//! CLI response formatting and output.
//!
//! Provides JSON envelope, printing, and exit code mapping.

use modelbump::error::Hint;
use modelbump::{Error, ErrorCode, Result};
use serde::Serialize;

#[derive(Debug, Serialize)]
pub struct CliResponse<T: Serialize> {
    pub success: bool,
    #[serde(skip_serializing_if = "Option::is_none")]
    pub data: Option<T>,
    #[serde(skip_serializing_if = "Option::is_none")]
    pub error: Option<CliError>,
}

#[derive(Debug, Serialize)]
pub struct CliError {
    pub code: String,
    pub message: String,
    pub details: serde_json::Value,
    #[serde(skip_serializing_if = "Option::is_none")]
    pub hints: Option<Vec<Hint>>,
    #[serde(skip_serializing_if = "Option::is_none")]
    pub retryable: Option<bool>,
}

impl<T: Serialize> CliResponse<T> {
    pub fn success(data: T) -> Self {
        Self {
            success: true,
            data: Some(data),
            error: None,
        }
    }

    fn to_json(&self) -> Result<String> {
        serde_json::to_string_pretty(self).map_err(|e| {
            Error::internal_json(e.to_string(), Some("serialize response".to_string()))
        })
    }
}

impl CliResponse<()> {
    pub fn from_error(err: &Error) -> Self {
        Self {
            success: false,
            data: None,
            error: Some(CliError {
                code: err.code.as_str().to_string(),
                message: err.message.clone(),
                details: err.details.clone(),
                hints: if err.hints.is_empty() {
                    None
                } else {
                    Some(err.hints.clone())
                },
                retryable: err.retryable,
            }),
        }
    }
}

fn print_response<T: Serialize>(response: &CliResponse<T>) -> Result<()> {
    use std::io::{self, Write};

    let payload = response.to_json()?;
    let stdout = io::stdout();
    let mut handle = stdout.lock();
    if let Err(e) = writeln!(handle, "{}", payload) {
        if e.kind() == io::ErrorKind::BrokenPipe {
            return Ok(()); // Exit gracefully on SIGPIPE
        }
        return Err(Error::internal_io(
            e.to_string(),
            Some("write stdout".to_string()),
        ));
    }
    Ok(())
}

pub fn print_success<T: Serialize>(data: T) -> Result<()> {
    print_response(&CliResponse::success(data))
}

pub fn map_cmd_result_to_json<T: Serialize>(
    result: Result<(T, i32)>,
) -> (Result<serde_json::Value>, i32) {
    match result {
        Ok((data, exit_code)) => match serde_json::to_value(data) {
            Ok(value) => (Ok(value), exit_code),
            Err(err) => (
                Err(Error::internal_json(
                    err.to_string(),
                    Some("serialize response".to_string()),
                )),
                1,
            ),
        },
        Err(err) => {
            let exit_code = exit_code_for_error(err.code);
            (Err(err), exit_code)
        }
    }
}

fn exit_code_for_error(code: ErrorCode) -> i32 {
    match code {
        ErrorCode::ConfigInvalidJson
        | ErrorCode::ConfigInvalidValue
        | ErrorCode::ValidationInvalidArgument
        | ErrorCode::ValidationInvalidJson => 2,

        ErrorCode::PathNotFound => 4,

        ErrorCode::InternalIoError
        | ErrorCode::InternalJsonError
        | ErrorCode::InternalUnexpected => 1,
    }
}

pub fn print_json_result(result: Result<serde_json::Value>) -> Result<()> {
    match result {
        Ok(data) => print_success(data),
        Err(err) => print_response(&CliResponse::<()>::from_error(&err)),
    }
}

==============================

Task goal:
Your reply should be only the number of lines in the records above that include "details".

Task response:
2